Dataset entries
------------------------------------------------------------------------

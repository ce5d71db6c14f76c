//! Initial (static) style and class values of an element.

use serde::{Deserialize, Serialize};

use crate::value::Value;

static NULL_VALUE: Value = Value::Null;

/// Ordered `(name, value)` table of initial values.
///
/// Entries refer to rows by index; a missing index reads as `Null`.
#[derive(Clone, Debug, Default, PartialEq, Serialize, Deserialize)]
pub struct InitialStylingValues {
    rows: Vec<(String, Value)>,
}

impl InitialStylingValues {
    pub fn new() -> Self {
        Self::default()
    }

    pub fn with_capacity(capacity: usize) -> Self {
        Self {
            rows: Vec::with_capacity(capacity),
        }
    }

    pub fn len(&self) -> usize {
        self.rows.len()
    }

    pub fn is_empty(&self) -> bool {
        self.rows.is_empty()
    }

    pub fn index_of(&self, prop: &str) -> Option<usize> {
        self.rows.iter().position(|(name, _)| name == prop)
    }

    /// Appends a row without checking for duplicates and returns its index.
    pub fn push(&mut self, prop: impl Into<String>, value: Value) -> usize {
        self.rows.push((prop.into(), value));
        self.rows.len() - 1
    }

    /// Value at `index`, or `Null` when there is none.
    pub fn value_at(&self, index: Option<usize>) -> &Value {
        index
            .and_then(|i| self.rows.get(i))
            .map_or(&NULL_VALUE, |(_, v)| v)
    }

    pub fn get(&self, prop: &str) -> Option<&Value> {
        self.rows.iter().find(|(name, _)| name == prop).map(|(_, v)| v)
    }

    pub fn iter(&self) -> impl Iterator<Item = (&str, &Value)> {
        self.rows.iter().map(|(name, value)| (name.as_str(), value))
    }

    /// Writes `value` for `prop`. Appends when the name is new; otherwise only
    /// fills a row that is still unset (`Null` or `false`) and keeps an existing value.
    pub fn patch(&mut self, prop: &str, value: Value) {
        match self.rows.iter_mut().find(|(name, _)| name == prop) {
            Some((_, current)) => {
                if matches!(current, Value::Null | Value::Bool(false)) {
                    *current = value;
                }
            }
            None => {
                self.rows.push((prop.to_string(), value));
            }
        }
    }
}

------------------------------------------------------------------------

**ASSIGNED TASK**
Tally the lines of the data that contain the string "current", and report nothing but the tally.

**EXERCISE SOLUTION**
3